Completed for a solo exhibition in the esteemed Museo di Capodimonte in Naples, Vesuvius (F. & S. II.365) is a print from Andy Warhol’s Vesuvius Cycle series (1985). The print features an image of the legendary Mount Vesuvius erupting to create an energetic and dynamic composition. On display in a space typically reserved for the old masters and classical landscapes, Warhol reworks the traditional, romanticised Neapolitan imagery of Vesuvius and transforms it into a Pop Art icon.
Produced towards the end of his career, Vesuvius (F. & S. II.365) is characteristic of Warhol’s later prints that extend beyond the established screen printing method and mark a return to hand painting. Warhol applies expressionist brushwork over a flat, screen printed base, using different colours for each print to unfailingly give the impression that the image has just been painted.

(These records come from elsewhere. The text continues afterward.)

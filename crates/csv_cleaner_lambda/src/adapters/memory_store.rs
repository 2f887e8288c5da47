use std::collections::BTreeMap;
use std::sync::{Mutex, MutexGuard, PoisonError};

use crate::adapters::object_store::{ObjectStore, StoreError};

#[derive(Debug, Clone, PartialEq, Eq)]
pub struct StoredObject {
    pub body: Vec<u8>,
    pub content_type: Option<String>,
}

/// Object store held entirely in memory, keyed by `(bucket, key)`.
#[derive(Debug, Default)]
pub struct InMemoryObjectStore {
    objects: Mutex<BTreeMap<(String, String), StoredObject>>,
}

impl InMemoryObjectStore {
    pub fn new() -> Self {
        Self::default()
    }

    fn objects(&self) -> MutexGuard<'_, BTreeMap<(String, String), StoredObject>> {
        self.objects.lock().unwrap_or_else(PoisonError::into_inner)
    }

    pub fn seed_object(&self, bucket: &str, key: &str, body: &[u8]) {
        self.objects().insert(
            (bucket.to_string(), key.to_string()),
            StoredObject {
                body: body.to_vec(),
                content_type: None,
            },
        );
    }

    pub fn object(&self, bucket: &str, key: &str) -> Option<StoredObject> {
        self.objects()
            .get(&(bucket.to_string(), key.to_string()))
            .cloned()
    }

    pub fn keys(&self, bucket: &str) -> Vec<String> {
        self.objects()
            .keys()
            .filter(|(owner, _)| owner == bucket)
            .map(|(_, key)| key.clone())
            .collect()
    }
}

impl ObjectStore for InMemoryObjectStore {
    fn get_object(&self, bucket: &str, key: &str) -> Result<Vec<u8>, StoreError> {
        self.object(bucket, key)
            .map(|object| object.body)
            .ok_or_else(|| StoreError::NotFound {
                bucket: bucket.to_string(),
                key: key.to_string(),
            })
    }

    fn put_object(
        &self,
        bucket: &str,
        key: &str,
        body: &[u8],
        content_type: &str,
    ) -> Result<(), StoreError> {
        self.objects().insert(
            (bucket.to_string(), key.to_string()),
            StoredObject {
                body: body.to_vec(),
                content_type: Some(content_type.to_string()),
            },
        );
        Ok(())
    }
}

#[cfg(test)]
mod tests {
    use super::*;

    #[test]
    fn missing_object_is_not_found() {
        let store = InMemoryObjectStore::new();
        let error = store
            .get_object("bucket1", "data.csv")
            .expect_err("empty store should miss");

        assert_eq!(
            error,
            StoreError::NotFound {
                bucket: "bucket1".to_string(),
                key: "data.csv".to_string(),
            }
        );
        assert_eq!(error.to_string(), "object s3://bucket1/data.csv does not exist");
    }

    #[test]
    fn put_overwrites_and_scopes_by_bucket() {
        let store = InMemoryObjectStore::new();
        store.seed_object("bucket1", "a.csv", b"old");
        store.seed_object("bucket2", "b.csv", b"other");

        store
            .put_object("bucket1", "a.csv", b"new", "text/csv")
            .expect("put should succeed");

        assert_eq!(
            store.get_object("bucket1", "a.csv").expect("object exists"),
            b"new".to_vec()
        );
        assert_eq!(store.keys("bucket1"), vec!["a.csv".to_string()]);
        assert_eq!(
            store
                .object("bucket1", "a.csv")
                .and_then(|object| object.content_type)
                .as_deref(),
            Some("text/csv")
        );
    }
}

Using colour fields of bright red, contrasted against black and multicoloured lines to show the eruption, Warhol creates a powerful image that combines his two most renowned themes: the legacy of art history and the enduring presence of death. Reconsidering the grave display of death in his powerful images of electric chairs, car crashes, and suicides in the early 1960s, Vesuvius (F. & S. II. 365) embodies this sense of impending doom and destruction in a more vivacious and dramatic style. By using an image from the past to create a revitalised Pop Art icon of the present, this print can also be seen in the context of Warhol’s appropriations of art historical subjects like his Mona Lisa (1963) works and Details Of Renaissance Paintings series (1984).